Sempre quando se mudava. Absolutamente imprevisível nos seus modos de manifestação, a felicidade irrompia do cerne das pequenas coisas. O processo, de tão familiar, tornou-se previsível, imprevisível era a irradiação da felicidade. Já exausto e suado, depois de horas embalando livros, cds, dvds, tapes, minúsculos objetos paralisados no fundo de gavetas empoeiradas, súbito ela irrompia. Vinha de longe, submersa no mofo dos papéis guardados, no ranger secreto das pequenas coisas. Por exemplo assim: ele esvazia uma gaveta, já impaciente, quando o envelope cheio de fotografias escorrega de suas mãos. O choque da felicidade desata-se do íntimo de tais pequenas coisas: as imagens impressas sobre o papel, o sopro do passado vindo de longe, paralisando miraculosamente o fluxo do tempo durante alguns vagos minutos. Retendo as fotos entre os dedos, contempla maravilhado os movimentos da vida dissipada e perdida irradiando de mudas imagens: o carnaval de Olinda pulsando no fundo da cena em contraste com o sorriso sereno enquadrado no primeiro plano.

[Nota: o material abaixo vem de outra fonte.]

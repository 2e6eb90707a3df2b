//! Landmark visibility scoring against a pose configuration.

use crate::catalog::PoseConfig;
use crate::types::{Landmark, PoseLandmark};
use serde::Serialize;

/// A landmark counts as visible strictly above this confidence.
pub const VISIBILITY_THRESHOLD: f32 = 0.5;

/// Feedback when every required landmark is visible.
pub const GOOD_FORM: &str = "Good form!";

/// Per-frame scoring result.
#[derive(Debug, Clone, PartialEq, Serialize)]
pub struct PoseAnalysis {
    /// Percentage of required landmarks visible, 0.0–100.0.
    pub accuracy: f32,
    /// Period-joined hints, "Good form!", or empty when no body was found.
    pub feedback: String,
}

impl PoseAnalysis {
    /// Result for a frame in which the model found no body.
    pub fn none() -> Self {
        Self {
            accuracy: 0.0,
            feedback: String::new(),
        }
    }
}

/// Score detected landmarks against the pose's required landmarks.
///
/// Names that are not part of the body topology are skipped with a warning
/// but still count toward the total.
pub fn analyze_pose(landmarks: &[Landmark], config: &PoseConfig) -> PoseAnalysis {
    let required = &config.required_landmarks;
    let mut visible = 0usize;
    let mut hints = Vec::new();

    for name in required {
        let Some(point) = PoseLandmark::from_name(name) else {
            tracing::warn!(landmark = %name, "invalid landmark in pose config");
            continue;
        };

        let is_visible = landmarks
            .get(point.index())
            .is_some_and(|lm| lm.visibility > VISIBILITY_THRESHOLD);

        if is_visible {
            visible += 1;
        } else {
            hints.push(format!("Adjust your {}", humanize(name)));
        }
    }

    let accuracy = if required.is_empty() {
        0.0
    } else {
        visible as f32 / required.len() as f32 * 100.0
    };

    let feedback = if hints.is_empty() {
        GOOD_FORM.to_string()
    } else {
        hints.join(". ")
    };

    PoseAnalysis { accuracy, feedback }
}

/// "LEFT_SHOULDER" → "left shoulder".
fn humanize(name: &str) -> String {
    name.replace('_', " ").to_lowercase()
}
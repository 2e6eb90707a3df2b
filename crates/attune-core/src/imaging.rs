//! Pixel-buffer helpers shared by the model wrappers.

use image::imageops::{self, FilterType};
use image::{GrayImage, Rgb, RgbImage};

/// Grayscale conversion with BT.601 luma weights.
pub fn rgb_to_luma(rgb: &[u8]) -> Vec<u8> {
    rgb.chunks_exact(3)
        .map(|px| {
            let y = 0.299 * px[0] as f32 + 0.587 * px[1] as f32 + 0.114 * px[2] as f32;
            y.round().clamp(0.0, 255.0) as u8
        })
        .collect()
}

/// Wrap a packed RGB24 buffer, or `None` if its length does not match.
pub fn rgb_image(rgb: &[u8], width: u32, height: u32) -> Option<RgbImage> {
    RgbImage::from_raw(width, height, rgb.get(..(width * height * 3) as usize)?.to_vec())
}

pub fn gray_image(gray: &[u8], width: u32, height: u32) -> Option<GrayImage> {
    GrayImage::from_raw(width, height, gray.get(..(width * height) as usize)?.to_vec())
}

/// Scale + padding used to fit a frame into a square model input.
#[derive(Debug, Clone, Copy, PartialEq)]
pub struct Letterbox {
    pub scale: f32,
    pub pad_x: f32,
    pub pad_y: f32,
}

impl Letterbox {
    pub fn fit(width: u32, height: u32, size: u32) -> Self {
        let scale = (size as f32 / width as f32).min(size as f32 / height as f32);
        let new_w = (width as f32 * scale).round();
        let new_h = (height as f32 * scale).round();
        Self {
            scale,
            pad_x: ((size as f32 - new_w) / 2.0).floor(),
            pad_y: ((size as f32 - new_h) / 2.0).floor(),
        }
    }

    /// Map a point in model-input pixels back to source-frame pixels.
    pub fn unmap(&self, x: f32, y: f32) -> (f32, f32) {
        ((x - self.pad_x) / self.scale, (y - self.pad_y) / self.scale)
    }
}

/// Resize `img` into a black `size × size` canvas, preserving aspect ratio.
pub fn letterbox(img: &RgbImage, size: u32) -> (RgbImage, Letterbox) {
    let lb = Letterbox::fit(img.width(), img.height(), size);
    let new_w = ((img.width() as f32 * lb.scale).round() as u32).clamp(1, size);
    let new_h = ((img.height() as f32 * lb.scale).round() as u32).clamp(1, size);

    let resized = imageops::resize(img, new_w, new_h, FilterType::Triangle);
    let mut canvas = RgbImage::from_pixel(size, size, Rgb([0, 0, 0]));
    imageops::overlay(&mut canvas, &resized, lb.pad_x as i64, lb.pad_y as i64);

    (canvas, lb)
}

/// Index of the largest value; `None` for an empty slice.
pub fn argmax(values: &[f32]) -> Option<usize> {
    values
        .iter()
        .enumerate()
        .max_by(|(_, a), (_, b)| a.partial_cmp(b).unwrap_or(std::cmp::Ordering::Equal))
        .map(|(i, _)| i)
}

pub fn sigmoid(x: f32) -> f32 {
    1.0 / (1.0 + (-x).exp())
}

#[cfg(test)]
mod tests {
    use super::*;

    #[test]
    fn test_rgb_to_luma() {
        let rgb = [255, 255, 255, 0, 0, 0, 255, 0, 0];
        assert_eq!(rgb_to_luma(&rgb), vec![255, 0, 76]);
    }

    #[test]
    fn test_rgb_image_length_check() {
        assert!(rgb_image(&[0u8; 12], 2, 2).is_some());
        assert!(rgb_image(&[0u8; 11], 2, 2).is_none());
    }

    #[test]
    fn test_letterbox_landscape() {
        let lb = Letterbox::fit(640, 480, 256);
        assert!((lb.scale - 0.4).abs() < 1e-6);
        assert_eq!(lb.pad_x, 0.0);
        assert_eq!(lb.pad_y, 32.0);

        // Centre of the canvas maps back to the centre of the frame.
        let (x, y) = lb.unmap(128.0, 128.0);
        assert!((x - 320.0).abs() < 1e-3);
        assert!((y - 240.0).abs() < 1e-3);
    }

    #[test]
    fn test_letterbox_canvas_size() {
        let img = RgbImage::from_pixel(100, 50, Rgb([200, 10, 10]));
        let (canvas, lb) = letterbox(&img, 64);
        assert_eq!(canvas.dimensions(), (64, 64));
        assert_eq!(lb.pad_y, 16.0);
        assert_eq!(canvas.get_pixel(0, 0), &Rgb([0, 0, 0]));
        assert_eq!(canvas.get_pixel(32, 32), &Rgb([200, 10, 10]));
    }

    #[test]
    fn test_argmax() {
        assert_eq!(argmax(&[0.1, 0.7, 0.2]), Some(1));
        assert_eq!(argmax(&[]), None);
    }

    #[test]
    fn test_sigmoid() {
        assert!((sigmoid(0.0) - 0.5).abs() < 1e-6);
        assert!(sigmoid(10.0) > 0.99);
        assert!(sigmoid(-10.0) < 0.01);
    }
}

Noutra foto, banhada pela primeira luz do dia, ela repousa quieta e reclusa sobre o chão da varanda. Pouco antes, fato ausente da foto, saíra da cama onde o suor, esperma, odores do amor consumado, respiravam ainda nas dobras dos lençóis revoltos.

A repetição desses milagres cotidianos, ou recriações epifânicas do tempo vivido e materialmente irreversível, se fez sempre inapartável dos processos de mudança. Por isso, na ânsia de reter e renovar tais milagres, tornou-se andarilho compulsivo. Odiava mudanças, sabia-se um sedentário insanável, mas rendeu-se dócil à tirania das peregrinações por bairros e condomínios da cidade. Era o único meio de repor no presente sombrio as iluminações definitivas enraizadas no amor ido e perdido. Os amigos, a tudo alheios, faziam piadas das quais ele próprio complacentemente ria. Diziam que era um judeu errante, que não pagava aluguel, que os vizinhos o desprezavam sempre tramando um jeito de o expelir do grupo ou comunidade.

Sua vida concentrou-se nesses dois modos exaustivos de ritual: fazer e desfazer malas, ordenar e desordenar ambientes domésticos. Num ou noutro, quando não em ambos, nos casos de mudança pontuados pela sorte, ela se desatava dos fundos de gaveta, das cartas atadas num longo cordão prateado, dos poemas que lhe escrevera, dos odores que a brisa noturna soprava pelos vãos da casa. Por exemplo assim: na madrugada, dentro do apartamento vazio, ele a fotografa no momento em que ela corria em sua direção. Noutro plano, este à luz do dia, posa de espadachim entre as filhas eufóricas. Eles entre festas, eles entre frestas, eles entre gente, mas sobretudo eles entre eles concentrados no exercício de um amor sempre renovado e intenso, cavando no fundo dos poços e recessos mais insondáveis as misteriosas emanações do amor constelado.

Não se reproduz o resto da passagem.